To honor Dr. Martin Luther King’s legacy, Brewster faculty members participated in a “Teach-In” January 25 and 26, 2021. Working with Director of Equity and Inclusion Melissa Lawlor, faculty members designated the two days to engage in conversations and lessons planned around issues pertaining to social justice.
“I am really proud of the breadth of the lessons the faculty has planned and the conversations our students will engage in over the next few days,” Lawlor said on the eve of the Teach-In. “We have an opportunity to reflect upon and carry forward Dr.

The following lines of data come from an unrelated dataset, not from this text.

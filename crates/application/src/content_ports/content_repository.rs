use async_trait::async_trait;
use atelier_core::AppResult;
use atelier_domain::{BlueprintInstance, BlueprintType, ContentBlueprint};

/// Repository port for blueprints and their placed instances.
#[async_trait]
pub trait ContentRepository: Send + Sync {
    /// Lists blueprints ordered by name, optionally narrowed to one type.
    async fn list_blueprints(
        &self,
        blueprint_type: Option<BlueprintType>,
    ) -> AppResult<Vec<ContentBlueprint>>;

    /// Returns one blueprint by id.
    async fn find_blueprint(&self, id: &str) -> AppResult<Option<ContentBlueprint>>;

    /// Returns one blueprint by its unique name.
    async fn find_blueprint_by_name(&self, name: &str) -> AppResult<Option<ContentBlueprint>>;

    /// Inserts or replaces a blueprint by id.
    async fn save_blueprint(&self, blueprint: ContentBlueprint) -> AppResult<()>;

    /// Deletes a blueprint together with every instance placed from it.
    async fn delete_blueprint(&self, id: &str) -> AppResult<()>;

    /// Lists the instances placed on a page ordered by `order`.
    async fn list_page_instances(&self, page_id: &str) -> AppResult<Vec<BlueprintInstance>>;

    /// Returns one instance by id.
    async fn find_instance(&self, id: &str) -> AppResult<Option<BlueprintInstance>>;

    /// Inserts or replaces one instance by id.
    async fn save_instance(&self, instance: BlueprintInstance) -> AppResult<()>;

    /// Deletes one instance.
    async fn delete_instance(&self, id: &str) -> AppResult<()>;

    /// Replaces the whole ordered list of a page in one step. Instances of
    /// the page that are not in `instances` are deleted.
    async fn replace_page_instances(
        &self,
        page_id: &str,
        instances: Vec<BlueprintInstance>,
    ) -> AppResult<()>;
}
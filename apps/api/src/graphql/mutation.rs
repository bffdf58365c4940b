use std::str::FromStr;

use async_graphql::{Context, Json, Object, Result as GqlResult};
use atelier_application::{BlueprintService, CreateInstanceInput, UpdateInstanceInput};
use atelier_domain::{BlueprintInstance, InstanceStatus};
use serde_json::{Map, Value};

use super::types::InstanceObject;
use super::{graphql_error, parse_locale};

/// Page composition writes.
pub struct MutationRoot;

fn parse_status(status: Option<String>) -> GqlResult<Option<InstanceStatus>> {
    status
        .as_deref()
        .map(InstanceStatus::from_str)
        .transpose()
        .map_err(graphql_error)
}

#[Object]
impl MutationRoot {
    async fn create_blueprint_instance(
        &self,
        ctx: &Context<'_>,
        page_id: String,
        blueprint_id: String,
        data: Option<Json<Map<String, Value>>>,
        status: Option<String>,
    ) -> GqlResult<InstanceObject> {
        let service = ctx.data::<BlueprintService>()?;
        let instance = service
            .create_instance(CreateInstanceInput {
                page_id,
                blueprint_id,
                data: data.map(|data| data.0).unwrap_or_default(),
                status: parse_status(status)?,
            })
            .await
            .map_err(graphql_error)?;

        Ok(InstanceObject::from(&instance))
    }

    /// Merges `data` into one locale of the instance.
    async fn update_blueprint_instance(
        &self,
        ctx: &Context<'_>,
        id: String,
        locale: Option<String>,
        data: Option<Json<Map<String, Value>>>,
        status: Option<String>,
    ) -> GqlResult<InstanceObject> {
        let service = ctx.data::<BlueprintService>()?;
        let instance = service
            .update_instance(
                &id,
                UpdateInstanceInput {
                    locale: parse_locale(locale)?,
                    data: data.map(|data| data.0),
                    status: parse_status(status)?,
                },
            )
            .await
            .map_err(graphql_error)?;

        Ok(InstanceObject::from(&instance))
    }

    async fn duplicate_blueprint_instance(
        &self,
        ctx: &Context<'_>,
        id: String,
    ) -> GqlResult<InstanceObject> {
        let service = ctx.data::<BlueprintService>()?;
        let copy = service.duplicate_instance(&id).await.map_err(graphql_error)?;

        Ok(InstanceObject::from(&copy))
    }

    async fn delete_blueprint_instance(&self, ctx: &Context<'_>, id: String) -> GqlResult<bool> {
        let service = ctx.data::<BlueprintService>()?;
        service.delete_instance(&id).await.map_err(graphql_error)?;

        Ok(true)
    }

    /// Replaces the ordered component list of a page.
    async fn save_page_components(
        &self,
        ctx: &Context<'_>,
        page_id: String,
        instances: Json<Vec<BlueprintInstance>>,
    ) -> GqlResult<Vec<InstanceObject>> {
        let service = ctx.data::<BlueprintService>()?;
        let stored = service
            .save_page_components(&page_id, instances.0)
            .await
            .map_err(graphql_error)?;

        Ok(stored.iter().map(InstanceObject::from).collect())
    }
}
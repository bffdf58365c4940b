use super::*;

impl PostgresContentRepository {
    pub(super) async fn list_blueprints_impl(
        &self,
        blueprint_type: Option<BlueprintType>,
    ) -> AppResult<Vec<ContentBlueprint>> {
        let rows = sqlx::query_as::<_, BlueprintRow>(
            r#"
            SELECT id, name, display_name, description, blueprint_type,
                   allow_multiple, is_system, icon, category, fields
            FROM content_blueprints
            WHERE $1::TEXT IS NULL OR blueprint_type = $1
            ORDER BY name
            "#,
        )
        .bind(blueprint_type.map(|value| value.as_str()))
        .fetch_all(&self.pool)
        .await
        .map_err(|error| AppError::Internal(format!("failed to list blueprints: {error}")))?;

        rows.into_iter().map(ContentBlueprint::try_from).collect()
    }

    pub(super) async fn find_blueprint_impl(&self, id: &str) -> AppResult<Option<ContentBlueprint>> {
        let row = sqlx::query_as::<_, BlueprintRow>(
            r#"
            SELECT id, name, display_name, description, blueprint_type,
                   allow_multiple, is_system, icon, category, fields
            FROM content_blueprints
            WHERE id = $1
            "#,
        )
        .bind(id)
        .fetch_optional(&self.pool)
        .await
        .map_err(|error| AppError::Internal(format!("failed to find blueprint '{id}': {error}")))?;

        row.map(ContentBlueprint::try_from).transpose()
    }

    pub(super) async fn find_blueprint_by_name_impl(
        &self,
        name: &str,
    ) -> AppResult<Option<ContentBlueprint>> {
        let row = sqlx::query_as::<_, BlueprintRow>(
            r#"
            SELECT id, name, display_name, description, blueprint_type,
                   allow_multiple, is_system, icon, category, fields
            FROM content_blueprints
            WHERE name = $1
            "#,
        )
        .bind(name)
        .fetch_optional(&self.pool)
        .await
        .map_err(|error| {
            AppError::Internal(format!("failed to find blueprint named '{name}': {error}"))
        })?;

        row.map(ContentBlueprint::try_from).transpose()
    }

    pub(super) async fn save_blueprint_impl(&self, blueprint: &ContentBlueprint) -> AppResult<()> {
        let fields = serde_json::to_value(blueprint.fields()).map_err(|error| {
            AppError::Internal(format!(
                "failed to serialize fields of blueprint '{}': {error}",
                blueprint.name()
            ))
        })?;

        let result = sqlx::query(
            r#"
            INSERT INTO content_blueprints (
                id, name, display_name, description, blueprint_type,
                allow_multiple, is_system, icon, category, fields
            )
            VALUES ($1, $2, $3, $4, $5, $6, $7, $8, $9, $10)
            ON CONFLICT (id) DO UPDATE SET
                name = EXCLUDED.name,
                display_name = EXCLUDED.display_name,
                description = EXCLUDED.description,
                blueprint_type = EXCLUDED.blueprint_type,
                allow_multiple = EXCLUDED.allow_multiple,
                is_system = EXCLUDED.is_system,
                icon = EXCLUDED.icon,
                category = EXCLUDED.category,
                fields = EXCLUDED.fields,
                updated_at = now()
            "#,
        )
        .bind(blueprint.id())
        .bind(blueprint.name())
        .bind(blueprint.display_name())
        .bind(blueprint.description())
        .bind(blueprint.blueprint_type().as_str())
        .bind(blueprint.allow_multiple())
        .bind(blueprint.is_system())
        .bind(blueprint.icon())
        .bind(blueprint.category())
        .bind(fields)
        .execute(&self.pool)
        .await;

        match result {
            Ok(_) => Ok(()),
            Err(error) if is_unique_violation(&error) => Err(AppError::Conflict(format!(
                "blueprint '{}' already exists",
                blueprint.name()
            ))),
            Err(error) => Err(AppError::Internal(format!(
                "failed to save blueprint '{}': {error}",
                blueprint.name()
            ))),
        }
    }

    pub(super) async fn delete_blueprint_impl(&self, id: &str) -> AppResult<()> {
        let result = sqlx::query(
            r#"
            DELETE FROM content_blueprints
            WHERE id = $1
            "#,
        )
        .bind(id)
        .execute(&self.pool)
        .await
        .map_err(|error| {
            AppError::Internal(format!("failed to delete blueprint '{id}': {error}"))
        })?;

        if result.rows_affected() == 0 {
            return Err(AppError::NotFound(format!("blueprint '{id}' does not exist")));
        }

        Ok(())
    }
}
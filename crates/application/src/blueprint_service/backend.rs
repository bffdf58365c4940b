use async_trait::async_trait;
use atelier_core::AppResult;
use atelier_domain::{BlueprintInstance, ContentBlueprint};

use super::BlueprintService;
use crate::content_ports::{BlueprintFilter, ComposerBackend};

#[async_trait]
impl ComposerBackend for BlueprintService {
    async fn load_blueprints(&self) -> AppResult<Vec<ContentBlueprint>> {
        self.list_blueprints(BlueprintFilter::default()).await
    }

    async fn load_instances(&self, page_id: &str) -> AppResult<Vec<BlueprintInstance>> {
        self.list_page_components(page_id).await
    }

    async fn save_instances(
        &self,
        page_id: &str,
        instances: Vec<BlueprintInstance>,
    ) -> AppResult<Vec<BlueprintInstance>> {
        self.save_page_components(page_id, instances).await
    }
}
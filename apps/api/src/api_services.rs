mod database;
mod state_builder;

pub use database::connect_and_migrate;
pub use state_builder::{build_app_state, build_content_repository};
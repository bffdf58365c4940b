use atelier_core::AppError;
use sqlx::PgPool;
use sqlx::postgres::PgPoolOptions;

pub async fn connect_and_migrate(database_url: &str) -> Result<PgPool, AppError> {
    let pool = PgPoolOptions::new()
        .max_connections(10)
        .connect(database_url)
        .await
        .map_err(|error| AppError::Internal(format!("failed to connect to database: {error}")))?;

    sqlx::migrate!("../../crates/infrastructure/migrations")
        .run(&pool)
        .await
        .map_err(|error| AppError::Internal(format!("failed to run migrations: {error}")))?;

    Ok(pool)
}
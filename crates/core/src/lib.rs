//! Shared primitives for all Rust crates in Atelier.

#![forbid(unsafe_code)]

/// Locale primitives shared by content models.
pub mod locale;

use serde::{Deserialize, Serialize};
use thiserror::Error;

pub use locale::{Locale, LocalizedText, LocalizedValue};

/// Result type used across Atelier crates.
pub type AppResult<T> = Result<T, AppError>;

/// A validated non-empty UTF-8 string.
#[derive(Debug, Clone, PartialEq, Eq, Hash, Serialize, Deserialize)]
pub struct NonEmptyString(String);

impl NonEmptyString {
    /// Creates a validated non-empty string.
    pub fn new(value: impl Into<String>) -> AppResult<Self> {
        let value = value.into();
        if value.trim().is_empty() {
            return Err(AppError::Validation(
                "value must not be empty or whitespace".to_owned(),
            ));
        }

        Ok(Self(value))
    }

    /// Returns the underlying string slice.
    #[must_use]
    pub fn as_str(&self) -> &str {
        self.0.as_str()
    }
}

impl From<NonEmptyString> for String {
    fn from(value: NonEmptyString) -> Self {
        value.0
    }
}

/// Common application error categories.
#[derive(Debug, Error)]
pub enum AppError {
    /// Invalid input or violated invariant.
    #[error("validation error: {0}")]
    Validation(String),

    /// Requested resource does not exist.
    #[error("not found: {0}")]
    NotFound(String),

    /// Write operation conflicts with existing state.
    #[error("conflict: {0}")]
    Conflict(String),

    /// External collaborator was unreachable or answered with a failure status.
    #[error("unavailable: {0}")]
    Unavailable(String),

    /// Internal unexpected error.
    #[error("internal error: {0}")]
    Internal(String),
}

#[cfg(test)]
mod tests {
    use super::{AppError, NonEmptyString};

    #[test]
    fn non_empty_string_rejects_whitespace() {
        let result = NonEmptyString::new("   ");
        assert!(result.is_err());
    }

    #[test]
    fn errors_render_with_category_prefix() {
        let error = AppError::Unavailable("GET /api/blueprints returned 503".to_owned());
        assert_eq!(
            error.to_string(),
            "unavailable: GET /api/blueprints returned 503"
        );
    }
}
use serde_json::json;

use crate::block::BlockFieldDefinition;
use crate::field::{FieldDefinition, FieldType, SelectOption};

fn field(name: &str, label: &str, field_type: FieldType) -> FieldDefinition {
    FieldDefinition::new(name, label, field_type)
}

fn localized(name: &str, label: &str, field_type: FieldType) -> FieldDefinition {
    FieldDefinition::new(name, label, field_type).bilingual()
}

fn options(pairs: &[(&str, &str)]) -> Vec<SelectOption> {
    pairs
        .iter()
        .map(|(value, label)| SelectOption::new(*value, *label))
        .collect()
}

fn section_heading() -> [FieldDefinition; 2] {
    [
        localized("title", "Section Title", FieldType::Text),
        localized("subtitle", "Section Subtitle", FieldType::Text),
    ]
}

pub(super) fn block_catalog() -> Vec<BlockFieldDefinition> {
    vec![
        hero_banner(),
        about_section(),
        services_showcase(),
        portfolio_display_home(),
        contact_form(),
        stats_section(),
        process_section(),
        animated_headline(),
        text_content(),
        awards_section(),
        featured_in(),
        clients_section(),
        blog_section(),
        instagram_section(),
        separator(),
        company_description_home(),
        dynamic_form(),
    ]
}

fn hero_banner() -> BlockFieldDefinition {
    BlockFieldDefinition::new(
        "hero_banner",
        "Hero Banner",
        "Headers",
        "🏔️",
        vec![
            localized("title", "Title", FieldType::Text)
                .required()
                .placeholder("Enter main heading"),
            localized("subtitle", "Subtitle", FieldType::Textarea)
                .placeholder("Enter subheading text"),
            field("backgroundImage", "Background Image", FieldType::Image)
                .help_text("Recommended size: 1920x1080px"),
            field("backgroundVideo", "Background Video URL", FieldType::Url)
                .placeholder("https://example.com/video.mp4"),
            localized("ctaText", "CTA Button Text", FieldType::Text)
                .placeholder("e.g., Explore Our Work"),
            field("ctaLink", "CTA Button Link", FieldType::Url).placeholder("/portfolio"),
            field("maskLayer", "Show Dark Overlay", FieldType::Boolean).default_value(json!(true)),
            field("projectsLinkImage", "Projects Link Image", FieldType::Image),
            localized("projectsLinkText", "Projects Link Text", FieldType::Text)
                .default_value(json!("Projects")),
        ],
    )
}

fn about_section() -> BlockFieldDefinition {
    BlockFieldDefinition::new(
        "about_section",
        "About Section",
        "Content",
        "👥",
        vec![
            localized("title", "Title", FieldType::Text).required(),
            localized("subtitle", "Subtitle", FieldType::Text),
            localized("description", "Description", FieldType::Richtext).required(),
            field("mainImage", "Main Image", FieldType::Image),
            field("gallery", "Image Gallery", FieldType::Gallery)
                .help_text("Add multiple images for carousel"),
            field("yearsOfExperience", "Years of Experience", FieldType::Text)
                .default_value(json!("22")),
            localized("experienceLabel", "Experience Label", FieldType::Text)
                .default_value(json!({"en": "Years of Excellence", "ar": "عاماً من التميز"})),
            field("features", "Features", FieldType::Repeater).repeater_fields(vec![
                localized("title", "Feature Title", FieldType::Text),
                localized("description", "Feature Description", FieldType::Textarea),
                field("icon", "Feature Icon", FieldType::Text).placeholder("e.g., ⭐"),
            ]),
            field("showCta", "Show Call to Action", FieldType::Boolean).default_value(json!(true)),
            localized("ctaText", "CTA Text", FieldType::Text),
            field("ctaLink", "CTA Link", FieldType::Url),
        ],
    )
}

fn services_showcase() -> BlockFieldDefinition {
    let [title, subtitle] = section_heading();
    BlockFieldDefinition::new(
        "services_showcase",
        "Services Showcase",
        "Services",
        "🛠️",
        vec![
            title,
            subtitle,
            field("services", "Services", FieldType::Repeater).repeater_fields(vec![
                localized("title", "Service Title", FieldType::Text).required(),
                localized("description", "Service Description", FieldType::Textarea),
                field("image", "Service Image", FieldType::Image).required(),
                field("icon", "Service Icon", FieldType::Text),
                field("link", "Service Link", FieldType::Url),
            ]),
        ],
    )
}

fn portfolio_display_home() -> BlockFieldDefinition {
    BlockFieldDefinition::new(
        "portfolio_display_home",
        "Portfolio Display",
        "Portfolio",
        "📁",
        vec![
            localized("headline", "Headline", FieldType::Text),
            localized("sectionTitle", "Section Title", FieldType::Text),
            localized("description", "Description", FieldType::Richtext),
            localized("projectCount", "Project Count Text", FieldType::Text)
                .placeholder("e.g., +400 Projects"),
            field("showFeatured", "Show Featured Projects Only", FieldType::Boolean)
                .default_value(json!(true)),
            field("maxItems", "Maximum Projects to Display", FieldType::Number)
                .default_value(json!(6))
                .min(1.0)
                .max(20.0),
            field("category", "Filter by Category", FieldType::Select).options(options(&[
                ("", "All Categories"),
                ("residential", "Residential"),
                ("commercial", "Commercial"),
                ("hotels", "Hotels"),
                ("restaurants", "Restaurants"),
            ])),
            field("showCta", "Show CTA Button", FieldType::Boolean).default_value(json!(true)),
            localized("ctaText", "CTA Text", FieldType::Text),
            field("ctaLink", "CTA Link", FieldType::Url).default_value(json!("/portfolio")),
            localized("projectsLinkText", "Projects Link Text", FieldType::Text),
            field("projectsLink", "Projects Link URL", FieldType::Url),
        ],
    )
}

King's legacy; I hope these two days inspire us to think deeply about the ways in which we can lean into discomfort, reach across divides, and create real change in our communities.”
Here are the topics, texts, and issues Bobcats tackled together in the MLK Teach-In 2021:
Film Appreciation: Selma
Studio Art: Collective Art and Action
Yearbook: Using Your Camera to Tell a Story (students reviewed photography like this from the Black Lives Matter movement)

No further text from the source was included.